- [Work instruction] Look through the data below for the line with "filename quadlab-client/src/render.rs" and the line with "let geometry = config.geometry;", then output those two and all lines in between, exactly as written.

++++

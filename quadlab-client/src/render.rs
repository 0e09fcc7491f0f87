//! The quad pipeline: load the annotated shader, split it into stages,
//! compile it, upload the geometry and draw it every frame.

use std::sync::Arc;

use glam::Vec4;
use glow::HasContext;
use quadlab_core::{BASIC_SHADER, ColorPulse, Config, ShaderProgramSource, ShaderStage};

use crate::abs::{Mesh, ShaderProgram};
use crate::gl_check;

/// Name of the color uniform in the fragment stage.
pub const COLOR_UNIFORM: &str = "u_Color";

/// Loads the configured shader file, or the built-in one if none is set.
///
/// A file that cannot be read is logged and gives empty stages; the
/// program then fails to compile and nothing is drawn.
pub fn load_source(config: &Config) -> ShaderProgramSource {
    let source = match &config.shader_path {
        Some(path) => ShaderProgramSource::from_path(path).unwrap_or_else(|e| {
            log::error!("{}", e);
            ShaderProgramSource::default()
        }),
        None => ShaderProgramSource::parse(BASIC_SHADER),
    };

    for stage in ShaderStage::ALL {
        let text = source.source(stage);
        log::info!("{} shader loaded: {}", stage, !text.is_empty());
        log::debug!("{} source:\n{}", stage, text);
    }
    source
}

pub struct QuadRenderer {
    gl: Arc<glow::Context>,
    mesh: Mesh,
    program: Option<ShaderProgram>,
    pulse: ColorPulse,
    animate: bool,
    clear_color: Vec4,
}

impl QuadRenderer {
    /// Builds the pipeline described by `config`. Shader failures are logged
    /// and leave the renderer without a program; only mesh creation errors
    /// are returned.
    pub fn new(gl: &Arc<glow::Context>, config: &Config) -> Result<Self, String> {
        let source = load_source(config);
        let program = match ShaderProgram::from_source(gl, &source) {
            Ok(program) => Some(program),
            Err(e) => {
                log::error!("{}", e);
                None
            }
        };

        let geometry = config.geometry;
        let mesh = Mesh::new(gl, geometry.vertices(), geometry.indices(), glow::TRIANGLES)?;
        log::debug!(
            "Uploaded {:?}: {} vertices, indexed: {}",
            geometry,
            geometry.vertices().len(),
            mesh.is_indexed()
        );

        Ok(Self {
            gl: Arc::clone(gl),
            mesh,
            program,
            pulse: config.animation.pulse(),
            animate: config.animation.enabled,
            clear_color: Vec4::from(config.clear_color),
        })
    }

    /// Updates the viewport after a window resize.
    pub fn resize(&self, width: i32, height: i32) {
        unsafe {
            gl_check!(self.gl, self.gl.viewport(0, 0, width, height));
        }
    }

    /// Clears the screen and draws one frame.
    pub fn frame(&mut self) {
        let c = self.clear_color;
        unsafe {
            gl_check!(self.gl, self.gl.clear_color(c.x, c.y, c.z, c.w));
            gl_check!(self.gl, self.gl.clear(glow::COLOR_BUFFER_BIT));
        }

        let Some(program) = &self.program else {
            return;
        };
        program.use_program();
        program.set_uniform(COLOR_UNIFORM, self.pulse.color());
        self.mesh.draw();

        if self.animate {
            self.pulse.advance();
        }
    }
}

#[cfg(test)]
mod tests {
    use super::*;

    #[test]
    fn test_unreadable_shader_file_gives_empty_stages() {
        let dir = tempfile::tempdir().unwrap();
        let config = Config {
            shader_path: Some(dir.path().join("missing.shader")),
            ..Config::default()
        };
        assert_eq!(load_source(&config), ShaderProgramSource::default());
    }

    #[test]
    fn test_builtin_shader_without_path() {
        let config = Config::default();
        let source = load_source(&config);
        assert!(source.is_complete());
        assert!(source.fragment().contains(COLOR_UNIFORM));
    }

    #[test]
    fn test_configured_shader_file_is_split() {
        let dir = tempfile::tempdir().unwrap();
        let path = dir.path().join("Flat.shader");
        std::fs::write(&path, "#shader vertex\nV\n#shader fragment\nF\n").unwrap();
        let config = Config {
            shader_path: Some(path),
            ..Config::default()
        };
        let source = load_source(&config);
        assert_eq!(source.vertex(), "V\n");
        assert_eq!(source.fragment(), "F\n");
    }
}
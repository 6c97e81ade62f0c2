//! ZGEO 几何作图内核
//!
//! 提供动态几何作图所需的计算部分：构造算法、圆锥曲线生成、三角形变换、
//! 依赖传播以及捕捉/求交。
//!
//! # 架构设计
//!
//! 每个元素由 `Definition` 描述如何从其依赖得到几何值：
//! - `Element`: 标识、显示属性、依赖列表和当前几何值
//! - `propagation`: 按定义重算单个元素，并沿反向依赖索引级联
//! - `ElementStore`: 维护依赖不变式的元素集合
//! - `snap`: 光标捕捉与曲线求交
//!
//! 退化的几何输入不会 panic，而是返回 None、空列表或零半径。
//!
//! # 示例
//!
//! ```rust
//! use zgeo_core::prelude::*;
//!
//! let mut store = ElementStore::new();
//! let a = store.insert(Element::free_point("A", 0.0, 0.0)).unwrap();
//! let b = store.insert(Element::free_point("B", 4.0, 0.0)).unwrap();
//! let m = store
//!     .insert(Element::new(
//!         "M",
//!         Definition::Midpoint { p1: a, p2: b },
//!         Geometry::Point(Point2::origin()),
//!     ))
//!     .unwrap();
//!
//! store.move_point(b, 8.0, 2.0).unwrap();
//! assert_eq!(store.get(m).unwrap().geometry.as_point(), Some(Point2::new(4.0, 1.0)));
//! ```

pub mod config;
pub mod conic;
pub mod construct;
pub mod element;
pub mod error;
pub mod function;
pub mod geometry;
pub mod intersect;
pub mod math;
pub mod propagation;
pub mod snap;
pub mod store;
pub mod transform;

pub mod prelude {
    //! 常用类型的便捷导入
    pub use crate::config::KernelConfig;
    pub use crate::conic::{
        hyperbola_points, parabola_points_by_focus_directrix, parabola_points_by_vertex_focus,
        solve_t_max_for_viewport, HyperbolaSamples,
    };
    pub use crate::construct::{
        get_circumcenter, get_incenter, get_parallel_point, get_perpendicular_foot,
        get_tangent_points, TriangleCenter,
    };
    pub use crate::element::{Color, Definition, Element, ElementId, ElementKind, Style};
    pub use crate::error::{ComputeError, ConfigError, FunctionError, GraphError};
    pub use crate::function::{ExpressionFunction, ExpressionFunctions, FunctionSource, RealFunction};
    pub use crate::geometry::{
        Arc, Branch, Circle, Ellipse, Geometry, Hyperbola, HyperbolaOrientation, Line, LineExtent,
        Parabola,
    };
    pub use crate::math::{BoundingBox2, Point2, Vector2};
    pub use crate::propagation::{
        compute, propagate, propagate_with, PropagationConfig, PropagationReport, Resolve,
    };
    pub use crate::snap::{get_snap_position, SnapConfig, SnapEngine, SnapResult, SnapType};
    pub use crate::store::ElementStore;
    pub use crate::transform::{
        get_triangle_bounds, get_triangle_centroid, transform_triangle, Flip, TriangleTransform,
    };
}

++++

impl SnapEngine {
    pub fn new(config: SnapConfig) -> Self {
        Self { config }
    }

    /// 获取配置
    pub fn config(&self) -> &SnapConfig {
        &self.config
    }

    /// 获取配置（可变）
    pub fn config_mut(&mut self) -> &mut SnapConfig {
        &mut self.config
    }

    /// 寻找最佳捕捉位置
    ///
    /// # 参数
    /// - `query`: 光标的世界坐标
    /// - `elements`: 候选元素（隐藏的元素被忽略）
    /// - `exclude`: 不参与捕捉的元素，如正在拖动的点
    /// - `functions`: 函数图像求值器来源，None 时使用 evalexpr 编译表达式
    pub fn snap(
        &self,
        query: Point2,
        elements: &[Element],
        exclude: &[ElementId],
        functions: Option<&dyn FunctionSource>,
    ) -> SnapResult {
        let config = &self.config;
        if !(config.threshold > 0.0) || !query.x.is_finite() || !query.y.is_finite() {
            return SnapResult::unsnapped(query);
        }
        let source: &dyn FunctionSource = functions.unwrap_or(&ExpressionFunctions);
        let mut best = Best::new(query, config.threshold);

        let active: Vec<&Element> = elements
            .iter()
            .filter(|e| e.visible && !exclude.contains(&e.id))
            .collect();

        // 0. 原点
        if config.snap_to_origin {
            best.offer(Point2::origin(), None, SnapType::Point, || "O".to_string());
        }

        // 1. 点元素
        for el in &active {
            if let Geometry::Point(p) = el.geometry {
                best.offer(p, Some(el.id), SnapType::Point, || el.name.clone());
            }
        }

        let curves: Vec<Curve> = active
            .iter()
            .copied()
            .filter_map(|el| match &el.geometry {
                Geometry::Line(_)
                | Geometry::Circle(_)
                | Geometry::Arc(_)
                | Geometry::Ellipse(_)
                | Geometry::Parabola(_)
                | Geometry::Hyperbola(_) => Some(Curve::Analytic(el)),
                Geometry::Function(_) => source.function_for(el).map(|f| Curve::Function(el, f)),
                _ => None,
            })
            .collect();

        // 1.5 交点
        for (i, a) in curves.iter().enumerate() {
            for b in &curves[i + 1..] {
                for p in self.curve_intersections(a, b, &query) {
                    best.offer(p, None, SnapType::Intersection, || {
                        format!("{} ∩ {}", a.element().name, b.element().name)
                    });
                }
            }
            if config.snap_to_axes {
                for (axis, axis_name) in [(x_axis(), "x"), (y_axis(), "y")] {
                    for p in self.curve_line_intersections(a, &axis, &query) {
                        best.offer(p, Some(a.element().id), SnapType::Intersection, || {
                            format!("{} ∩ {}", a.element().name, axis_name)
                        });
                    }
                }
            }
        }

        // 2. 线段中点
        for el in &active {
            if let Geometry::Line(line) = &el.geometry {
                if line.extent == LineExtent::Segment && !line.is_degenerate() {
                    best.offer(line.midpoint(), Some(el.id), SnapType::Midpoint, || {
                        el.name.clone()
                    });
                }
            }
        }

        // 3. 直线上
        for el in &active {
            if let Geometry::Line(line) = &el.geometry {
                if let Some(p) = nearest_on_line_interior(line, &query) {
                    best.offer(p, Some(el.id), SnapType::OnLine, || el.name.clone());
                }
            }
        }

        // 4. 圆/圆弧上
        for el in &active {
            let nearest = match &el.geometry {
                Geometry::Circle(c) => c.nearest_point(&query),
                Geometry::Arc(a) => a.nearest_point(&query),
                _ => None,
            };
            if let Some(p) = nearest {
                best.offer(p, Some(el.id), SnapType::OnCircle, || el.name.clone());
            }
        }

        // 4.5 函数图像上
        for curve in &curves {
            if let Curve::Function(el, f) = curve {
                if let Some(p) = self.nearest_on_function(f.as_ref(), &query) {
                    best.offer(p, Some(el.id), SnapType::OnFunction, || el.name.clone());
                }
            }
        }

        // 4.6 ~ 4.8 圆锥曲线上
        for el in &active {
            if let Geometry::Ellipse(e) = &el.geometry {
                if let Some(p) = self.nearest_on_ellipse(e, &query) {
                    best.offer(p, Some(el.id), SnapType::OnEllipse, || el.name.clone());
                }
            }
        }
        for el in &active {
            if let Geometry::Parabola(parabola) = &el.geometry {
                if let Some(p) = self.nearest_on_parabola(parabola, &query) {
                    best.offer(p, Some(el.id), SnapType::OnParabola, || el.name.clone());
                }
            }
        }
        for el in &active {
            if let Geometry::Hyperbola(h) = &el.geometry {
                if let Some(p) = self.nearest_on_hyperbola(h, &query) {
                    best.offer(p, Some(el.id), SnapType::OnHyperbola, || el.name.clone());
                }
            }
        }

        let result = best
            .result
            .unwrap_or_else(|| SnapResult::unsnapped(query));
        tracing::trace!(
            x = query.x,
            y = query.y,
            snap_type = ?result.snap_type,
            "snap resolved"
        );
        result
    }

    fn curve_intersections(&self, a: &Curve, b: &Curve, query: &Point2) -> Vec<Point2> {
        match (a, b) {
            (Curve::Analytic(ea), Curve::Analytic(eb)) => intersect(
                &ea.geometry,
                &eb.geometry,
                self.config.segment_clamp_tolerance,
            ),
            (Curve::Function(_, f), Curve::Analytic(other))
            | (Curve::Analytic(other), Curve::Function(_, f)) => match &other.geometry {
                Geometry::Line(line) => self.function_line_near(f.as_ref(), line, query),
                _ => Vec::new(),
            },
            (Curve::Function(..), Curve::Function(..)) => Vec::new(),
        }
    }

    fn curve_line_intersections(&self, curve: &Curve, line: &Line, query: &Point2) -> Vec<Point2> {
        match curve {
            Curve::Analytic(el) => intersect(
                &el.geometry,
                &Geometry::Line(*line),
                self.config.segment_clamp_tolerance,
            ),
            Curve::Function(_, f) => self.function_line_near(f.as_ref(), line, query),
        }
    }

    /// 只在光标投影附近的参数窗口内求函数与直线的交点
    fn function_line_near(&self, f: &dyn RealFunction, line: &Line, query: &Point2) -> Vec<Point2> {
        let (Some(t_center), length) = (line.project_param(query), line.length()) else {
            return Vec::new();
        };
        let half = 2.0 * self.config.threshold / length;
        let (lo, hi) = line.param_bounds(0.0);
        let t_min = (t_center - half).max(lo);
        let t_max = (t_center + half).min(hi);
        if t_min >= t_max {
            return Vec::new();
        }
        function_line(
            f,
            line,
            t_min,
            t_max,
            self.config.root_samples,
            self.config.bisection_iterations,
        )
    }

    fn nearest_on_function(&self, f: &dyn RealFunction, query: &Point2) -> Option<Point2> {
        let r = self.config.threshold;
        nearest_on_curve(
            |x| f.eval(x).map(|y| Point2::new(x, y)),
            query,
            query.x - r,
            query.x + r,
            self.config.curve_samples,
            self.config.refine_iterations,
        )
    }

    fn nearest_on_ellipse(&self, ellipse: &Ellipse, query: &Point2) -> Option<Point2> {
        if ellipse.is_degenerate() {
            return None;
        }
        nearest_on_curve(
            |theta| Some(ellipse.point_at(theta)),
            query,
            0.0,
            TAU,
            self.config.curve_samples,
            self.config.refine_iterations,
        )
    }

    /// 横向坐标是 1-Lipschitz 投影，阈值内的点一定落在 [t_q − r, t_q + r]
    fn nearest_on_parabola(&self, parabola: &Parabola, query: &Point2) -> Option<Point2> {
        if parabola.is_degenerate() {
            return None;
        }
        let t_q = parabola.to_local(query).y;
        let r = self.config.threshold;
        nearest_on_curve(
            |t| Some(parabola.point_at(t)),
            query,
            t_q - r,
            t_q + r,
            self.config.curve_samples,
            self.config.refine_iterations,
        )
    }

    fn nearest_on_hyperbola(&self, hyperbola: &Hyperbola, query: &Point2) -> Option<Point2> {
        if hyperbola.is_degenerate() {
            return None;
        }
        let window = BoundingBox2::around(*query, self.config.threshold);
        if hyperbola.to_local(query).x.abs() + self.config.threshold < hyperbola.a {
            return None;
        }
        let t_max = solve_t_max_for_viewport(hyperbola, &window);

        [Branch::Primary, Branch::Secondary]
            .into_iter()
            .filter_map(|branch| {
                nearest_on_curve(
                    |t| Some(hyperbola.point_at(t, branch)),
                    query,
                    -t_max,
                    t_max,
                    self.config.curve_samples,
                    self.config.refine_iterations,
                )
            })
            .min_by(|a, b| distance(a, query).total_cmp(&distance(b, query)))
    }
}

++++

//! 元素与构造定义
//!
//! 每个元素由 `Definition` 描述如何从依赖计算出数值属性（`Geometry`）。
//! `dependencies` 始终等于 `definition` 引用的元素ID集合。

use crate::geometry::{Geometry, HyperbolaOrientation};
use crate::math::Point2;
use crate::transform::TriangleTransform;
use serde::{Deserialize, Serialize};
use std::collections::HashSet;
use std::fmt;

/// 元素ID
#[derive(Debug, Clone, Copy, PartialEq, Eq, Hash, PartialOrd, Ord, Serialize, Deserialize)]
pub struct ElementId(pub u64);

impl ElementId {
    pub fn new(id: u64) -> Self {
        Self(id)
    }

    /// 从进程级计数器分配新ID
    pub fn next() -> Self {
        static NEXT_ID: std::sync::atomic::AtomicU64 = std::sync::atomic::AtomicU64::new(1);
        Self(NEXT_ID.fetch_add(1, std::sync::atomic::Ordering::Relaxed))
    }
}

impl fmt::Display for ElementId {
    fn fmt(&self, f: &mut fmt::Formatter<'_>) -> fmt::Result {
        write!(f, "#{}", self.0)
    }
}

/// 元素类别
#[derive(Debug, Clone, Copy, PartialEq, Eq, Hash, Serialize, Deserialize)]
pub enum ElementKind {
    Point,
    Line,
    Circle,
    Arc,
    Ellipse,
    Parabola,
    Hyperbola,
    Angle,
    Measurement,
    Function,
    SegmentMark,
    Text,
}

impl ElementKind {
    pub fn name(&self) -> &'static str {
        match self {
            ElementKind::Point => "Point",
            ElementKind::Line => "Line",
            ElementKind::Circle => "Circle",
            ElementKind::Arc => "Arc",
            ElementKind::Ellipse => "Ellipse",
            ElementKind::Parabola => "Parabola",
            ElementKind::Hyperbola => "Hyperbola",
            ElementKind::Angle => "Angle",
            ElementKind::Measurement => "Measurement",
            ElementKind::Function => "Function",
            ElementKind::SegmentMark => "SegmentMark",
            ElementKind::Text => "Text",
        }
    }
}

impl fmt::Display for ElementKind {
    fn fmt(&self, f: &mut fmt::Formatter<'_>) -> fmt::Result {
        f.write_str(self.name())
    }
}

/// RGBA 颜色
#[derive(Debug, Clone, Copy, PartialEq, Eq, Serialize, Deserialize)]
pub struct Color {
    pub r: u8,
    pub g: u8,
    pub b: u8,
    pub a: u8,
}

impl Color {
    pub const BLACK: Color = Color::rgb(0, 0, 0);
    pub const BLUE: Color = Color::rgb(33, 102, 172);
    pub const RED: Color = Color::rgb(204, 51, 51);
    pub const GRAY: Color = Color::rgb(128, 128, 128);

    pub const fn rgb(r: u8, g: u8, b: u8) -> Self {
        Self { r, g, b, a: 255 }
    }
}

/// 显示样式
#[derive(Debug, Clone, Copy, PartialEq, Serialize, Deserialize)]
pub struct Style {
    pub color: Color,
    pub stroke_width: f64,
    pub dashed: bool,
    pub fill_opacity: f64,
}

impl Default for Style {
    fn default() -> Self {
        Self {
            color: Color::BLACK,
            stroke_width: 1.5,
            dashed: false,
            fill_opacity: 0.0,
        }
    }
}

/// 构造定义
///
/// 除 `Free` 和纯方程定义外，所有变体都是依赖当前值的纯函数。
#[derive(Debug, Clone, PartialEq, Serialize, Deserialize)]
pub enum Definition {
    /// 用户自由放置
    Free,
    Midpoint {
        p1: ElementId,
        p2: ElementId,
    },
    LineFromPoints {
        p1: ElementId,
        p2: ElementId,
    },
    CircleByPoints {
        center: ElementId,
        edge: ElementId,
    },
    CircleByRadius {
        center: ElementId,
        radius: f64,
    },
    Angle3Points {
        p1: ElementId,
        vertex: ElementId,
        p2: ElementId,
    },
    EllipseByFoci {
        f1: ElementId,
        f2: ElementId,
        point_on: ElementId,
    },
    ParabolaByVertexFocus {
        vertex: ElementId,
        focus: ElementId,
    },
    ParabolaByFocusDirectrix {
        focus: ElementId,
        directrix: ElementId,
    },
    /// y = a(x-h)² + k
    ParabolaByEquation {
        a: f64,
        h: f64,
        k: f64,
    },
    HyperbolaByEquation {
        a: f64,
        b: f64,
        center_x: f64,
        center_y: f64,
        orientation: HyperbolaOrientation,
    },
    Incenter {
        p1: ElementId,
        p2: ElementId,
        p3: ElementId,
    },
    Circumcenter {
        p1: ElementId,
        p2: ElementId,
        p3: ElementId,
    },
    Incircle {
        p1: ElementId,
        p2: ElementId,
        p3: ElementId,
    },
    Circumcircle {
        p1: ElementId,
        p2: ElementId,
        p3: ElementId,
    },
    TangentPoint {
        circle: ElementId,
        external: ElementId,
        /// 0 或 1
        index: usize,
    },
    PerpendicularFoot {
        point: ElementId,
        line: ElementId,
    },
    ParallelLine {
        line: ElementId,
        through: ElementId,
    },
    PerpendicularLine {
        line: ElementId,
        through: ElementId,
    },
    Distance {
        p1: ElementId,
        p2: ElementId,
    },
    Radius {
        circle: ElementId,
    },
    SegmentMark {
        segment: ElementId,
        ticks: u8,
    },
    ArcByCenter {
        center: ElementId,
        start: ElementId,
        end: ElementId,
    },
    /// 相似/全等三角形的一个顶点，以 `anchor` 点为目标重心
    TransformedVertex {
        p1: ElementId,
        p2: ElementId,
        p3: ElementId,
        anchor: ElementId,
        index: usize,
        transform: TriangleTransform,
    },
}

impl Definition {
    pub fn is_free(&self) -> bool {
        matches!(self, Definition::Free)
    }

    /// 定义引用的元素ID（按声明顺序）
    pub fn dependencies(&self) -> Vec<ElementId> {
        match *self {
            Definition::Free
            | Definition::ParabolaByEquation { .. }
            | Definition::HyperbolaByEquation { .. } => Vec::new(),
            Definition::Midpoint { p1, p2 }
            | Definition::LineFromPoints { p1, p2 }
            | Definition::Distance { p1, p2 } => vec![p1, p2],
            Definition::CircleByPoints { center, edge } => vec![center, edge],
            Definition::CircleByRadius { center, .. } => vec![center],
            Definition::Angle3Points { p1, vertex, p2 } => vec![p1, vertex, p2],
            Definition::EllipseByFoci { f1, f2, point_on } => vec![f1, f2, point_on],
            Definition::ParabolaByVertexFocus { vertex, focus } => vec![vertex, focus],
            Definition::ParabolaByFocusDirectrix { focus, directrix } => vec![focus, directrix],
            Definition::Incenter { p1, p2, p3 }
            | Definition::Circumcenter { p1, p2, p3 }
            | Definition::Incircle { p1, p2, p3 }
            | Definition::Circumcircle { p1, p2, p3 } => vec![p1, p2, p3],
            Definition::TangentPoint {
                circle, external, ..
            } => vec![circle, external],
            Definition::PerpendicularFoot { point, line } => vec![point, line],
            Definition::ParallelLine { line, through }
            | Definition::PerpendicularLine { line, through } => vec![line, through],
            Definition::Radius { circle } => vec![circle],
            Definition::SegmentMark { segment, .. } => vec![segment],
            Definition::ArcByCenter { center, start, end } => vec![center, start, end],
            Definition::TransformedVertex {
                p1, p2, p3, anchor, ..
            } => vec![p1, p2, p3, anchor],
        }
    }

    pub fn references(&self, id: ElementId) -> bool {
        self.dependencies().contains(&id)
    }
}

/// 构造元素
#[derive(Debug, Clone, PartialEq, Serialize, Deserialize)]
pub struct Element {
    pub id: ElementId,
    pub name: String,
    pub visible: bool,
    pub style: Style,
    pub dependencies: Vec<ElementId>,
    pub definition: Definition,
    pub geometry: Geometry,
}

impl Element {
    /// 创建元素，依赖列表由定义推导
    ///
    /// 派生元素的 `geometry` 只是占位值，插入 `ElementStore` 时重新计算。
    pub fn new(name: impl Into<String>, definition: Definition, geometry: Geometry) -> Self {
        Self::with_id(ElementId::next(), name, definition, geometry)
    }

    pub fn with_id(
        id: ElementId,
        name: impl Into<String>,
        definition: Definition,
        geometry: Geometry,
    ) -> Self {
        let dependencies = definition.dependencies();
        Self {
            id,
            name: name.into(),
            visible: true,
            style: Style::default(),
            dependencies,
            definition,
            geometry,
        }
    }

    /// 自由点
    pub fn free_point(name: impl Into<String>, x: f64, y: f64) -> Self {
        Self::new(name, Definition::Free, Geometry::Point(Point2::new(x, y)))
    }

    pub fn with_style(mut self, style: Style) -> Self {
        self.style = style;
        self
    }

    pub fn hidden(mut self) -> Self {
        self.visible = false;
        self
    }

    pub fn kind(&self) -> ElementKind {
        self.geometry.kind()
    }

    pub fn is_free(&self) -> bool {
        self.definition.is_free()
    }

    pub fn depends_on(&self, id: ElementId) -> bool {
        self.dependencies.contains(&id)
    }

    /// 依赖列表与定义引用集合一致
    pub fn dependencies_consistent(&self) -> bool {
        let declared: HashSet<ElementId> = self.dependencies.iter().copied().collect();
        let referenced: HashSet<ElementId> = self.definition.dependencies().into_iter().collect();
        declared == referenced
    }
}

++++

- [Problem solution]
filename quadlab-client/src/render.rs
repository 0e09fcc7491f0f87
//! The quad pipeline: load the annotated shader, split it into stages,
//! compile it, upload the geometry and draw it every frame.

use std::sync::Arc;

use glam::Vec4;
use glow::HasContext;
use quadlab_core::{BASIC_SHADER, ColorPulse, Config, ShaderProgramSource, ShaderStage};

use crate::abs::{Mesh, ShaderProgram};
use crate::gl_check;

/// Name of the color uniform in the fragment stage.
pub const COLOR_UNIFORM: &str = "u_Color";

/// Loads the configured shader file, or the built-in one if none is set.
///
/// A file that cannot be read is logged and gives empty stages; the
/// program then fails to compile and nothing is drawn.
pub fn load_source(config: &Config) -> ShaderProgramSource {
    let source = match &config.shader_path {
        Some(path) => ShaderProgramSource::from_path(path).unwrap_or_else(|e| {
            log::error!("{}", e);
            ShaderProgramSource::default()
        }),
        None => ShaderProgramSource::parse(BASIC_SHADER),
    };

    for stage in ShaderStage::ALL {
        let text = source.source(stage);
        log::info!("{} shader loaded: {}", stage, !text.is_empty());
        log::debug!("{} source:\n{}", stage, text);
    }
    source
}

pub struct QuadRenderer {
    gl: Arc<glow::Context>,
    mesh: Mesh,
    program: Option<ShaderProgram>,
    pulse: ColorPulse,
    animate: bool,
    clear_color: Vec4,
}

impl QuadRenderer {
    /// Builds the pipeline described by `config`. Shader failures are logged
    /// and leave the renderer without a program; only mesh creation errors
    /// are returned.
    pub fn new(gl: &Arc<glow::Context>, config: &Config) -> Result<Self, String> {
        let source = load_source(config);
        let program = match ShaderProgram::from_source(gl, &source) {
            Ok(program) => Some(program),
            Err(e) => {
                log::error!("{}", e);
                None
            }
        };

        let geometry = config.geometry;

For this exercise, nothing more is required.